In recent studies [1317], various fuzzy clustering methods have been proposed for categorical multivariate data (FCCM). In these methods, a categorical multivariate dataset is provided in the form of a cross-classification table, contingency table, or co-occurrence matrix. Because the optimization problems [13, 15] are similar to spherical clustering, these FCCM methods can be extended into possibilistic clustering, which was another motivation for this work. The method described in [15] is referred to as entropy-regularized FCCM (eFCCM), and the method described in [13] is referred to as Tsallis entropy-regularized FCCM (tFCCM), in order to distinguish these methods in this paper.

In this study, four possibilistic clustering methods are proposed — two for spherical data and two for categorical multivariate data. First, we propose the possibilistic clustering methods for spherical data: entropy-regularized possibilistic clustering for spherical data (ePCS) and Tsallis entropy-regularized possibilistic clustering for spherical data (tPCS).

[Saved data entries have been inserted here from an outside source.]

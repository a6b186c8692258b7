use std::path::Path;

use tracing::{error, info};

use crate::config::ToolPaths;
use crate::contract::{CommandRunner, Invocation};
use crate::error::ToolFailure;
use crate::sniff::ArchiveFormat;

/// Builds the tool invocation that extracts `archive` into `dest_dir`.
///
/// | format | command            |
/// |--------|--------------------|
/// | zip    | `unzip <archive>`  |
/// | 7z     | `7z x <archive>`   |
/// | rar    | `unrar x <archive>`|
pub fn extraction_invocation(
    format: ArchiveFormat,
    tools: &ToolPaths,
    archive: &Path,
    dest_dir: &Path,
) -> Invocation {
    match format {
        ArchiveFormat::Zip => Invocation::new(&tools.unzip, dest_dir).arg(archive),
        ArchiveFormat::SevenZip => Invocation::new(&tools.seven_zip, dest_dir)
            .arg("x")
            .arg(archive),
        ArchiveFormat::Rar => Invocation::new(&tools.unrar, dest_dir).arg("x").arg(archive),
    }
}

/// Extracts `archive` into `dest_dir` with the tool for `format`.
///
/// Partial output from a failing tool is left where it is.
pub async fn extract_archive<R>(
    runner: &R,
    tools: &ToolPaths,
    format: ArchiveFormat,
    archive: &Path,
    dest_dir: &Path,
) -> Result<(), ToolFailure>
where
    R: CommandRunner + ?Sized,
{
    let invocation = extraction_invocation(format, tools, archive, dest_dir);
    info!(%format, command = %invocation, "Extracting archive");

    let output = runner.run(&invocation).await.map_err(|e| {
        error!(error = %e, command = %invocation, "Failed to launch extraction tool");
        ToolFailure::from(e)
    })?;

    if !output.is_success() {
        error!(%format, command = %invocation, code = ?output.code, "Extraction tool exited with non-zero code");
        return Err(ToolFailure::Exited {
            program: invocation.program_name(),
            code: output.code,
        });
    }

    info!(%format, dest_dir = %dest_dir.display(), "Archive extracted");
    Ok(())
}
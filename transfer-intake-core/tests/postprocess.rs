use std::path::{Path, PathBuf};

use mockall::Sequence;
use transfer_intake_core::contract::{CommandOutput, Invocation, MockCommandRunner};
use transfer_intake_core::error::ToolFailure;
use transfer_intake_core::postprocess::run_post_processors;

fn scripts() -> Vec<PathBuf> {
    vec![
        PathBuf::from("/opt/process_incoming_files.R"),
        PathBuf::from("/opt/motusIncomingFiles.R"),
    ]
}

fn is_call(inv: &Invocation, script: &str, dir: &Path) -> bool {
    inv.program == PathBuf::from(script)
        && inv.args_lossy() == vec![dir.display().to_string()]
        && inv.cwd == dir
}

#[tokio::test]
async fn scripts_run_in_order_against_the_directory() {
    let dir = Path::new("/work/intake123");
    let mut seq = Sequence::new();
    let mut runner = MockCommandRunner::new();
    runner
        .expect_run()
        .withf(move |inv: &Invocation| is_call(inv, "/opt/process_incoming_files.R", dir))
        .times(1)
        .in_sequence(&mut seq)
        .returning(|_| Ok(CommandOutput::success()));
    runner
        .expect_run()
        .withf(move |inv: &Invocation| is_call(inv, "/opt/motusIncomingFiles.R", dir))
        .times(1)
        .in_sequence(&mut seq)
        .returning(|_| Ok(CommandOutput::success()));

    let ran = run_post_processors(&runner, &scripts(), dir)
        .await
        .expect("both scripts should succeed");
    assert_eq!(ran, scripts());
}

#[tokio::test]
async fn first_failure_stops_the_chain() {
    let dir = Path::new("/work/intake123");
    let mut runner = MockCommandRunner::new();
    runner
        .expect_run()
        .withf(|inv: &Invocation| inv.program == PathBuf::from("/opt/process_incoming_files.R"))
        .times(1)
        .returning(|_| Ok(CommandOutput::exited(1)));
    runner
        .expect_run()
        .withf(|inv: &Invocation| inv.program == PathBuf::from("/opt/motusIncomingFiles.R"))
        .times(0);

    let failure = run_post_processors(&runner, &scripts(), dir)
        .await
        .unwrap_err();
    assert_eq!(failure.script, PathBuf::from("/opt/process_incoming_files.R"));
    assert!(matches!(
        failure.source,
        ToolFailure::Exited { code: Some(1), .. }
    ));
}

#[tokio::test]
async fn no_scripts_is_trivially_successful() {
    let mut runner = MockCommandRunner::new();
    runner.expect_run().times(0);

    let ran = run_post_processors(&runner, &[], Path::new("/work/x"))
        .await
        .unwrap();
    assert!(ran.is_empty());
}
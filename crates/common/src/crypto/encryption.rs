//! AES-256-GCM encryption for data at rest.
//!
//! - [`EncryptionService`]: encrypt/decrypt with a raw 256-bit key, a
//!   hex-encoded key (as kept in the OS keychain), or a passphrase stretched
//!   with Argon2
//! - [`EncryptedData`]: serializable ciphertext container
//!
//! ```rust
//! use duoadmin_common::crypto::EncryptionService;
//!
//! let service = EncryptionService::new(&EncryptionService::generate_key())?;
//! let sealed = service.encrypt_to_string(b"sensitive data")?;
//! assert_eq!(service.decrypt_from_string(&sealed)?, b"sensitive data");
//! # Ok::<(), duoadmin_common::error::CommonError>(())
//! ```

use aes_gcm::aead::{Aead, AeadCore, KeyInit, OsRng};
use aes_gcm::{Aes256Gcm, Nonce};
use argon2::password_hash::SaltString;
use argon2::Argon2;
use base64::engine::general_purpose::STANDARD as BASE64;
use base64::Engine;
use serde::{Deserialize, Serialize};
use zeroize::Zeroizing;

use crate::error::{CommonError, CommonResult};
use crate::security::SecureString;

const ALGORITHM: &str = "AES-256-GCM";
const KEY_LEN: usize = 32;
const NONCE_LEN: usize = 12;

/// Encrypted payload plus what is needed to decrypt it.
#[derive(Debug, Clone, PartialEq, Eq, Serialize, Deserialize)]
pub struct EncryptedData {
    pub nonce: Vec<u8>,
    pub ciphertext: Vec<u8>,
    /// Argon2 salt when the key was derived from a passphrase.
    pub salt: Option<String>,
    pub algorithm: String,
}

/// AES-256-GCM cipher with an optional passphrase-derived key.
pub struct EncryptionService {
    cipher: Aes256Gcm,
    password_salt: Option<String>,
}

impl std::fmt::Debug for EncryptionService {
    fn fmt(&self, f: &mut std::fmt::Formatter<'_>) -> std::fmt::Result {
        f.debug_struct("EncryptionService")
            .field("key", &"[REDACTED]")
            .field("password_salt", &self.password_salt.is_some())
            .finish()
    }
}

impl EncryptionService {
    /// Create a service from a raw 32-byte key.
    pub fn new(key: &[u8]) -> CommonResult<Self> {
        if key.len() != KEY_LEN {
            return Err(CommonError::crypto(format!(
                "Encryption key must be exactly {KEY_LEN} bytes, got {}",
                key.len()
            )));
        }

        let cipher = Aes256Gcm::new_from_slice(key)
            .map_err(|e| CommonError::crypto(format!("Failed to create cipher: {e}")))?;

        Ok(Self { cipher, password_salt: None })
    }

    /// Create a service from a hex-encoded 32-byte key.
    pub fn from_hex_key(key: &SecureString) -> CommonResult<Self> {
        let raw = Zeroizing::new(
            hex::decode(key.expose())
                .map_err(|e| CommonError::crypto(format!("Encryption key is not valid hex: {e}")))?,
        );
        Self::new(&raw)
    }

    /// Derive the key from a passphrase with a fresh random salt.
    pub fn from_password(password: &SecureString) -> CommonResult<Self> {
        Self::from_password_with_salt(password, None)
    }

    /// Derive the key from a passphrase, reusing `salt` when decrypting data
    /// sealed earlier.
    pub fn from_password_with_salt(
        password: &SecureString,
        salt: Option<&str>,
    ) -> CommonResult<Self> {
        let salt = match salt {
            Some(existing) => SaltString::from_b64(existing)
                .map_err(|e| CommonError::KeyDerivation(format!("Invalid password salt: {e}")))?,
            None => SaltString::generate(&mut OsRng),
        };

        let mut key = Zeroizing::new([0u8; KEY_LEN]);
        Argon2::default()
            .hash_password_into(password.expose_bytes(), salt.as_str().as_bytes(), &mut key[..])
            .map_err(|e| CommonError::KeyDerivation(format!("Key derivation failed: {e}")))?;

        let mut service = Self::new(&key[..])?;
        service.password_salt = Some(salt.as_str().to_string());
        Ok(service)
    }

    /// Generate a random 32-byte key.
    pub fn generate_key() -> Vec<u8> {
        Aes256Gcm::generate_key(&mut OsRng).to_vec()
    }

    /// Argon2 salt, when the key was derived from a passphrase.
    pub fn salt(&self) -> Option<&str> {
        self.password_salt.as_deref()
    }

    pub fn encrypt(&self, data: &[u8]) -> CommonResult<EncryptedData> {
        let nonce = Aes256Gcm::generate_nonce(&mut OsRng);
        let ciphertext = self
            .cipher
            .encrypt(&nonce, data)
            .map_err(|e| CommonError::crypto(format!("Encryption failed: {e}")))?;

        Ok(EncryptedData {
            nonce: nonce.to_vec(),
            ciphertext,
            salt: self.password_salt.clone(),
            algorithm: ALGORITHM.to_string(),
        })
    }

    pub fn decrypt(&self, encrypted: &EncryptedData) -> CommonResult<Vec<u8>> {
        if encrypted.algorithm != ALGORITHM {
            return Err(CommonError::crypto(format!(
                "Unsupported algorithm: {}",
                encrypted.algorithm
            )));
        }

        if encrypted.nonce.len() != NONCE_LEN {
            return Err(CommonError::crypto(format!(
                "Nonce must be exactly {NONCE_LEN} bytes for {ALGORITHM}"
            )));
        }

        self.cipher
            .decrypt(Nonce::from_slice(&encrypted.nonce), encrypted.ciphertext.as_ref())
            .map_err(|_| {
                CommonError::crypto("Decryption failed: wrong key or tampered ciphertext")
            })
    }

    /// Encrypt and encode the container as base64 JSON.
    pub fn encrypt_to_string(&self, data: &[u8]) -> CommonResult<String> {
        let encrypted = self.encrypt(data)?;
        let serialized = serde_json::to_vec(&encrypted)?;
        Ok(BASE64.encode(serialized))
    }

    /// Decode a container produced by [`Self::encrypt_to_string`] and decrypt it.
    pub fn decrypt_from_string(&self, encoded: &str) -> CommonResult<Vec<u8>> {
        self.decrypt(&Self::decode_container(encoded)?)
    }

    /// Decode a container without decrypting it, e.g. to read its salt.
    pub fn decode_container(encoded: &str) -> CommonResult<EncryptedData> {
        let decoded = BASE64
            .decode(encoded.trim())
            .map_err(|e| CommonError::serialization(format!("Base64 decode failed: {e}")))?;
        Ok(serde_json::from_slice(&decoded)?)
    }
}

#[cfg(test)]
mod tests {
    //! Unit tests for crypto::encryption.
    use super::*;

    #[test]
    fn generate_key_has_correct_length() {
        assert_eq!(EncryptionService::generate_key().len(), 32);
    }

    #[test]
    fn new_service_rejects_invalid_key_size() {
        assert!(EncryptionService::new(&[0; 16]).is_err());
    }

    #[test]
    fn encrypt_and_decrypt_round_trip() {
        let service = EncryptionService::new(&EncryptionService::generate_key()).unwrap();

        let encrypted = service.encrypt(b"hello world").unwrap();
        assert_ne!(encrypted.ciphertext, b"hello world");
        assert_eq!(service.decrypt(&encrypted).unwrap(), b"hello world");
    }

    #[test]
    fn hex_key_matches_raw_key() {
        let raw = EncryptionService::generate_key();
        let from_raw = EncryptionService::new(&raw).unwrap();
        let from_hex = EncryptionService::from_hex_key(&SecureString::new(hex::encode(&raw))).unwrap();

        let sealed = from_raw.encrypt_to_string(b"payload").unwrap();
        assert_eq!(from_hex.decrypt_from_string(&sealed).unwrap(), b"payload");
    }

    #[test]
    fn wrong_key_fails_to_decrypt() {
        let a = EncryptionService::new(&EncryptionService::generate_key()).unwrap();
        let b = EncryptionService::new(&EncryptionService::generate_key()).unwrap();

        let sealed = a.encrypt(b"secret").unwrap();
        assert!(matches!(b.decrypt(&sealed), Err(CommonError::Crypto(_))));
    }

    #[test]
    fn password_key_is_reproducible_from_salt() {
        let password = SecureString::from("correct horse battery staple");
        let sealing = EncryptionService::from_password(&password).unwrap();
        let sealed = sealing.encrypt_to_string(b"creds").unwrap();

        let container = EncryptionService::decode_container(&sealed).unwrap();
        let salt = container.salt.as_deref().unwrap();
        let opening = EncryptionService::from_password_with_salt(&password, Some(salt)).unwrap();

        assert_eq!(opening.decrypt(&container).unwrap(), b"creds");
    }

    #[test]
    fn rejects_unknown_algorithm() {
        let service = EncryptionService::new(&EncryptionService::generate_key()).unwrap();
        let mut sealed = service.encrypt(b"x").unwrap();
        sealed.algorithm = "ROT13".to_string();
        assert!(service.decrypt(&sealed).is_err());
    }
}
//! Conversions from external infrastructure errors into [`AdminError`].

use duoadmin_domain::{AdminError, RequestSummary};
use reqwest::Error as HttpError;

/// Map a reqwest failure for `request` onto [`AdminError::Transport`].
///
/// A timeout leaves the remote effect of the request unknown; the message
/// says so.
pub(crate) fn transport_failure(err: &HttpError, request: RequestSummary) -> AdminError {
    let message = if err.is_timeout() {
        "request timed out; outcome unknown".to_string()
    } else if is_connect(err) {
        format!("connection failed: {err}")
    } else if err.is_body() || err.is_decode() {
        format!("failed to read response body: {err}")
    } else if err.is_builder() {
        format!("request could not be built: {err}")
    } else {
        err.to_string()
    };
    AdminError::Transport { request, message }
}

#[cfg(not(target_arch = "wasm32"))]
fn is_connect(err: &HttpError) -> bool {
    err.is_connect()
}

#[cfg(target_arch = "wasm32")]
fn is_connect(_err: &HttpError) -> bool {
    false
}

pub(crate) fn config_io_failure(context: &str, err: std::io::Error) -> AdminError {
    AdminError::Config(format!("{context}: {err}"))
}

pub(crate) fn vault_io_failure(context: &str, err: std::io::Error) -> AdminError {
    AdminError::Security(format!("{context}: {err}"))
}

These methods are derived by subtracting the cosine correlation between an object and a cluster center from 1, to obtain the object-cluster dissimilarity; this value is used in place of the squared Euclidean distance between an object and an cluster center, which is commonly used in conventional linear data methods. Second, we propose two possibilistic clustering methods for categorical multivariate data: entropy-regularized possibilistic clustering for categorical multivariate data (ePCCM) and Tsallis entropy-regularized possibilistic clustering for categorical multivariate data (tPCCM). These methods are derived from the proposed spherical data methods (ePCS and tPCS) by considering analogies between the fuzzy methods for spherical data and categorical multivariate data; here, the object-cluster similarity calculation in the fuzzy methods is modified to accommodate the proposed possibilistic methods. The validity of the proposed methods is verified through numerical examples.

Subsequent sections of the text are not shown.